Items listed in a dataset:
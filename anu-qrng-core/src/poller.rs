//! Long-running polling loop
//!
//! The loop has two states. While `Polling` it runs one fetch cycle, then waits the cycle
//! interval whatever the outcome. Cancelling the shutdown token moves it to `ShuttingDown`,
//! which is terminal: no request is issued after the transition.

use crate::config::PollerConfig;
use crate::fetcher::RetryingFetcher;
use crate::metrics::PollerMetrics;
use crate::retry::{pause, Pause};
use crate::sink::{ErrorSink, ResultsSink};
use crate::transport::Transport;
use std::time::Duration;
use tokio_util::sync::CancellationToken;
use tracing::{info, warn};

/// Polling loop state
#[derive(Debug, Clone, Copy, PartialEq, Eq)]
pub enum LoopState {
    Polling,
    ShuttingDown,
}

/// Drives a [`RetryingFetcher`] at a fixed cadence until shutdown
pub struct PollingLoop<T, R, E> {
    fetcher: RetryingFetcher<T, R, E>,
    cycle_interval: Duration,
    metrics: PollerMetrics,
    state: LoopState,
}

impl<T, R, E> PollingLoop<T, R, E>
where
    T: Transport,
    R: ResultsSink,
    E: ErrorSink,
{
    pub fn new(fetcher: RetryingFetcher<T, R, E>, config: &PollerConfig) -> Self {
        let metrics = fetcher.metrics().clone();
        Self {
            fetcher,
            cycle_interval: config.cycle_interval,
            metrics,
            state: LoopState::Polling,
        }
    }

    pub fn state(&self) -> LoopState {
        self.state
    }

    pub fn metrics(&self) -> &PollerMetrics {
        &self.metrics
    }

    /// Run cycles until `cancel` fires
    ///
    /// Returns once the loop reached [`LoopState::ShuttingDown`].
    pub async fn run(&mut self, cancel: &CancellationToken) -> LoopState {
        info!(
            "Polling {} every {} seconds ({} attempts per cycle, {} seconds between attempts)",
            self.fetcher.endpoint(),
            self.cycle_interval.as_secs_f64(),
            self.fetcher.policy().max_attempts,
            self.fetcher.policy().delay.as_secs_f64()
        );

        while self.state == LoopState::Polling {
            if cancel.is_cancelled() {
                self.shut_down();
                break;
            }

            let fetched = self.fetcher.fetch_with_retry(cancel).await.is_some();
            if cancel.is_cancelled() {
                self.shut_down();
                break;
            }

            self.metrics.record_cycle(fetched);
            if fetched {
                info!(
                    "Sleeping for {} seconds before next request...",
                    self.cycle_interval.as_secs_f64()
                );
            } else {
                warn!(
                    "Failed to get a valid response after {} attempts. Sleeping for {} seconds before next request...",
                    self.fetcher.policy().max_attempts,
                    self.cycle_interval.as_secs_f64()
                );
            }

            if pause(self.cycle_interval, cancel).await == Pause::Cancelled {
                self.shut_down();
            }
        }

        self.state
    }

    fn shut_down(&mut self) {
        self.state = LoopState::ShuttingDown;
        info!("Shutting down... all batches are already persisted.");
        info!("Final counters: {}", self.metrics.summary());
    }
}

__GOAL OF THE EXERCISE__:
Check each line of the entries above for the word "next". List the ones that have it.

__EXERCISE OUTPUT__:
                    "Sleeping for {} seconds before next request...",
                    "Failed to get a valid response after {} attempts. Sleeping for {} seconds before next request...",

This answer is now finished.